### Task goal
Filter the lines below, keeping each one that holds "await".

### Records supplied
※ ※ ※

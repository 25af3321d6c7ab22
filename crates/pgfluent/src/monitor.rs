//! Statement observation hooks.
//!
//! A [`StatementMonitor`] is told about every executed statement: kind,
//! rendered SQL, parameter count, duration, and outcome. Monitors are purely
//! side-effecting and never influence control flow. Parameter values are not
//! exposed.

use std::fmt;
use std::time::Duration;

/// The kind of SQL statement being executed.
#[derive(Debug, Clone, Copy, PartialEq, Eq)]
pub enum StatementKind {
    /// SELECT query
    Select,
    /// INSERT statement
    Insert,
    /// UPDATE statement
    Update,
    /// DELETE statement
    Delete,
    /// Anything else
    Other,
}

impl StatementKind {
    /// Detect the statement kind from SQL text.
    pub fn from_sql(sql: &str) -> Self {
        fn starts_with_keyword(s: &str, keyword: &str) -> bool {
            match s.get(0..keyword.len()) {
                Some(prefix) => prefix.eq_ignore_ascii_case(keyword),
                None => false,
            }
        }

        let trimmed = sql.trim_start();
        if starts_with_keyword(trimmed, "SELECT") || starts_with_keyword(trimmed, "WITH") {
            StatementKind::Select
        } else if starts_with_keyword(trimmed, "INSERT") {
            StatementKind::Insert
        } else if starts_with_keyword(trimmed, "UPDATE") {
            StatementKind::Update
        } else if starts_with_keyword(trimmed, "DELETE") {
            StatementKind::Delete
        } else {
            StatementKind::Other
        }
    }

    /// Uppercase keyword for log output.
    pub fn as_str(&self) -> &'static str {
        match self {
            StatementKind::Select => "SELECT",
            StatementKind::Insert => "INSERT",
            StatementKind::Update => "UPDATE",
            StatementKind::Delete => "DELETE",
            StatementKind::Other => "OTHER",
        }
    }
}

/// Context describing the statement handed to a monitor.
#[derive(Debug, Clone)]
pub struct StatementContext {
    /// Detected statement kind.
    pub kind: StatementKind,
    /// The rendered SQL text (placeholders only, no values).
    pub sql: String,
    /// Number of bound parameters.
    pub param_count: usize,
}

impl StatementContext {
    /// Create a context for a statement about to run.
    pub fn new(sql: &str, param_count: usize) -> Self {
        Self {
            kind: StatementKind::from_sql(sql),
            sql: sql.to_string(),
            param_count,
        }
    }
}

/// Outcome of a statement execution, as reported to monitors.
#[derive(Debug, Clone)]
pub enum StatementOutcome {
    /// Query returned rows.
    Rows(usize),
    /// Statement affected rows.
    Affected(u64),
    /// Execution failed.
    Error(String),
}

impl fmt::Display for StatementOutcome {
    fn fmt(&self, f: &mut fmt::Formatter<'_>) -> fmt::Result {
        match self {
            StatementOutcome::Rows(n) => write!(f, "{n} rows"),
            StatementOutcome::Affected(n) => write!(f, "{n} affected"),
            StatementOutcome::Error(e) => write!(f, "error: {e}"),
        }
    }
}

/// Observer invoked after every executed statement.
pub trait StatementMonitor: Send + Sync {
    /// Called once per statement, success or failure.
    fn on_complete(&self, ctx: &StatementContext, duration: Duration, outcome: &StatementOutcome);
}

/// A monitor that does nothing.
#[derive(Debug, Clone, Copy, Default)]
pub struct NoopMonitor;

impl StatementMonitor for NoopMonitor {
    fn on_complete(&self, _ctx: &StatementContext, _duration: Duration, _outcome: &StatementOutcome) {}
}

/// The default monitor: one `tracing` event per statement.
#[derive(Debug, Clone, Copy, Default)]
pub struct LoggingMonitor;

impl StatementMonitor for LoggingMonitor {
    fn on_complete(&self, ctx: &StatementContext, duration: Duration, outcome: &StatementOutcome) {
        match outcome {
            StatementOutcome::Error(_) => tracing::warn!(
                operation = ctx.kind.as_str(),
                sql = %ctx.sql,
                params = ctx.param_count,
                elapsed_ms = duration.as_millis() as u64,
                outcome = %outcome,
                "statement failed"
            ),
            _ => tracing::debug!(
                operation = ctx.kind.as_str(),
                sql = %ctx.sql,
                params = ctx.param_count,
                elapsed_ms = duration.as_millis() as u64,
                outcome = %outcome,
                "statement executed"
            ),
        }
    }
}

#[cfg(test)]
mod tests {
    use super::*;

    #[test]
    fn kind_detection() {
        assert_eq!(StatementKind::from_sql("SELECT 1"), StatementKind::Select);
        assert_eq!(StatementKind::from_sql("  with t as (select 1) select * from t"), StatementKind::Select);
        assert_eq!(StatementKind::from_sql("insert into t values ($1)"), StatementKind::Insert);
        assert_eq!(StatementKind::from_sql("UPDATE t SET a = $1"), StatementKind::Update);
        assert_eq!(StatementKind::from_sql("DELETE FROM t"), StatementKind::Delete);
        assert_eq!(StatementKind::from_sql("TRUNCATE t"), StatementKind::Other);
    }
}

※ ※ ※

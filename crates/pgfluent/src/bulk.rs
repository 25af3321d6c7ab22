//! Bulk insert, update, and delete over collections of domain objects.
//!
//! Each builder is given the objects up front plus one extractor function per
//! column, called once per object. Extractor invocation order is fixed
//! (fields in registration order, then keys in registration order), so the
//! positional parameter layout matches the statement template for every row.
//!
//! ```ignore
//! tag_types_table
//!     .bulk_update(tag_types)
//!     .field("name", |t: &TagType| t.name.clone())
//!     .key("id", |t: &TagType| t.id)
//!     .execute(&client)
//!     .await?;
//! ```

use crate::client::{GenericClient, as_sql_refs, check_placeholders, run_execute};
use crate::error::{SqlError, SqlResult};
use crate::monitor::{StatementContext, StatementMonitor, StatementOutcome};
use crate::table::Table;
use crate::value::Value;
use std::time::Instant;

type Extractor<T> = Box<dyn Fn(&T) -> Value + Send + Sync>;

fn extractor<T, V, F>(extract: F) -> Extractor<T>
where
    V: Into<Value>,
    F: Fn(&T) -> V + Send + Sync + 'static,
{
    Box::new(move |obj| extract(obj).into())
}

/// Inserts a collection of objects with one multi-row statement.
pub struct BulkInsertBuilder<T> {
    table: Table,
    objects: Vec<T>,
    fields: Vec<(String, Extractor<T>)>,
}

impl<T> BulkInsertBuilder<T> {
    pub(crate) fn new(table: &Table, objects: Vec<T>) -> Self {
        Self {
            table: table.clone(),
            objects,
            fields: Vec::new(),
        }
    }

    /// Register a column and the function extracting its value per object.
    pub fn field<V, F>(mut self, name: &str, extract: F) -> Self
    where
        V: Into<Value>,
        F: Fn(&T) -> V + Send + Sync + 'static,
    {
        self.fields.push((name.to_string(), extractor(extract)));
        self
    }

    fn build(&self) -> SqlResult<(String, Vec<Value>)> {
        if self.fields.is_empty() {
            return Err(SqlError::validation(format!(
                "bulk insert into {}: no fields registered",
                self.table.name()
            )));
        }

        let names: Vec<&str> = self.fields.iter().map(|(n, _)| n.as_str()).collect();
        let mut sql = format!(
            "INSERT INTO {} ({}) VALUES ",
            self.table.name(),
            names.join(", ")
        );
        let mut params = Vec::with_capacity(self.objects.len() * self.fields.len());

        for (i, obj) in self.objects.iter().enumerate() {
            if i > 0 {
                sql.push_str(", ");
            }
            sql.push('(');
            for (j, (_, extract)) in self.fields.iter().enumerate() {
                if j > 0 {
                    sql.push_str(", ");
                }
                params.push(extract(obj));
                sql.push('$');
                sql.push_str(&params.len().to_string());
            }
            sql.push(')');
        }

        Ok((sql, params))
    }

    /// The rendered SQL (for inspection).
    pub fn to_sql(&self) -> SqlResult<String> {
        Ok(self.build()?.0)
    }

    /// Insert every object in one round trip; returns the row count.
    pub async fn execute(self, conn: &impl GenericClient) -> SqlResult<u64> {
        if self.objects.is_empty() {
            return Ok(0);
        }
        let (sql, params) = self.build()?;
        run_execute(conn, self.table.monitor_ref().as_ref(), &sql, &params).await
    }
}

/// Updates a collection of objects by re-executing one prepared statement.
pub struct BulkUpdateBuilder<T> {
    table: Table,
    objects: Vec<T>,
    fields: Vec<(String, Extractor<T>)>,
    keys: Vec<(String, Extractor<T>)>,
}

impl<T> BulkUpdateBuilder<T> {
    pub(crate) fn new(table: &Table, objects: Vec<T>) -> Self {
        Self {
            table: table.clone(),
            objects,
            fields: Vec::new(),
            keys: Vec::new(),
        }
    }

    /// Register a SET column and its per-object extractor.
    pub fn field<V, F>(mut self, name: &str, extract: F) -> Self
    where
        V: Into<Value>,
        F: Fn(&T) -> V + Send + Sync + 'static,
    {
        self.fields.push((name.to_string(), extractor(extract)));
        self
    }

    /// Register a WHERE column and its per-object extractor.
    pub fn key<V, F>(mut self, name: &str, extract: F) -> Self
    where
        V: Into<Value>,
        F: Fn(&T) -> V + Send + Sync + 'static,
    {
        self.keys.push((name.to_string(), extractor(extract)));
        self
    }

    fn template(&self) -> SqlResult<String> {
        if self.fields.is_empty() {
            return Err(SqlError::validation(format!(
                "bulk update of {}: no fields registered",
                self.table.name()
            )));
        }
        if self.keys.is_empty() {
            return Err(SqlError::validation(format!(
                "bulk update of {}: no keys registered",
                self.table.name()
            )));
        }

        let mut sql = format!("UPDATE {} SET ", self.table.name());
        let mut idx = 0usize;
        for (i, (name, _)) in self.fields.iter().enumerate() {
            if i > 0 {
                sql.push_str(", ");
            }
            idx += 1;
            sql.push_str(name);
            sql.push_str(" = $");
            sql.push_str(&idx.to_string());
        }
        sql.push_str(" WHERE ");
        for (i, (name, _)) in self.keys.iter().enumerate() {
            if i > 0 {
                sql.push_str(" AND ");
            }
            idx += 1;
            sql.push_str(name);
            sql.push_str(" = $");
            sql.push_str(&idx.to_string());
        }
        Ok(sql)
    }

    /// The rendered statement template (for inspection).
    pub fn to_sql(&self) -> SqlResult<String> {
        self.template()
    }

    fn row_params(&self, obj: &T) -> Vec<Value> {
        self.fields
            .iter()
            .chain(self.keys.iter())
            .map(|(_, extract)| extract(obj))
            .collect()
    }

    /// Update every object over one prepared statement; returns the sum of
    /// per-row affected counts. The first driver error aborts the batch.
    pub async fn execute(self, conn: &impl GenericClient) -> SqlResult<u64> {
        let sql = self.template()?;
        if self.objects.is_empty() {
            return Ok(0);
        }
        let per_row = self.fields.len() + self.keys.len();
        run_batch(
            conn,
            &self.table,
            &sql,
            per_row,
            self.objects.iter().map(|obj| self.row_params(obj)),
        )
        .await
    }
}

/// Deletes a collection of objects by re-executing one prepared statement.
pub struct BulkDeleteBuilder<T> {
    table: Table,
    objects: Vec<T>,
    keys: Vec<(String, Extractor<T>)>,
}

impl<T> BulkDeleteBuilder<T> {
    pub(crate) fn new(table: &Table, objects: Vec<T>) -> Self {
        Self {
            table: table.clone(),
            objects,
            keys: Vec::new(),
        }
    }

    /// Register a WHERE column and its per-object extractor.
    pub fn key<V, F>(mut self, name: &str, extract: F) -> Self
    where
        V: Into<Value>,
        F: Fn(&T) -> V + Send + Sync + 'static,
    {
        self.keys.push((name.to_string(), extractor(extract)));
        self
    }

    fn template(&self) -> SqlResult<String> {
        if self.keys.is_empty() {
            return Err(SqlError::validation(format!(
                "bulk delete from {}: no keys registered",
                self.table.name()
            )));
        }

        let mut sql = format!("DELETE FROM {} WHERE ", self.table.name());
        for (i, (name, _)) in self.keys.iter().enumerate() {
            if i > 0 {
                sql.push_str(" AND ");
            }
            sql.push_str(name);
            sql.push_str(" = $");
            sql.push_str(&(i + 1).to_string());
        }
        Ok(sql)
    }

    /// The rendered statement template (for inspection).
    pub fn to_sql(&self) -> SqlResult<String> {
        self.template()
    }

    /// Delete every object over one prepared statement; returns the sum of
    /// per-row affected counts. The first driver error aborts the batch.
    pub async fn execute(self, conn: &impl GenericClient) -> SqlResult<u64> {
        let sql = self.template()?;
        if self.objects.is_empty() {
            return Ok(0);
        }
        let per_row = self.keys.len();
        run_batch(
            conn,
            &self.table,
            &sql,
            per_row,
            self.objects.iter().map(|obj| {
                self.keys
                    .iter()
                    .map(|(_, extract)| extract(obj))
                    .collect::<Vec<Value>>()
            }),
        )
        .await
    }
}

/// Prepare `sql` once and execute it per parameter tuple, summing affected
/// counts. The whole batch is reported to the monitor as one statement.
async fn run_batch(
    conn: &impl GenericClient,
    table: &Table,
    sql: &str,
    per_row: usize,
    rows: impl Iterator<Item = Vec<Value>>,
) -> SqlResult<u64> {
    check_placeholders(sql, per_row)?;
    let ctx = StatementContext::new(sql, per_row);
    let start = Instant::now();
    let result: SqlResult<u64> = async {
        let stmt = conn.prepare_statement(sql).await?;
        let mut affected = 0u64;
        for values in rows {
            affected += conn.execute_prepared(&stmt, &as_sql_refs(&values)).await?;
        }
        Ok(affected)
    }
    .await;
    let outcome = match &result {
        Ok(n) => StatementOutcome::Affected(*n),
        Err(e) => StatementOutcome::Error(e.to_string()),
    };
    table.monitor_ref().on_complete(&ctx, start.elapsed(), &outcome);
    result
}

※ ※ ※

### Output of the exercise
//!     .await?;
        run_execute(conn, self.table.monitor_ref().as_ref(), &sql, &params).await
        .await
        .await
        let stmt = conn.prepare_statement(sql).await?;
            affected += conn.execute_prepared(&stmt, &as_sql_refs(&values)).await?;
    .await;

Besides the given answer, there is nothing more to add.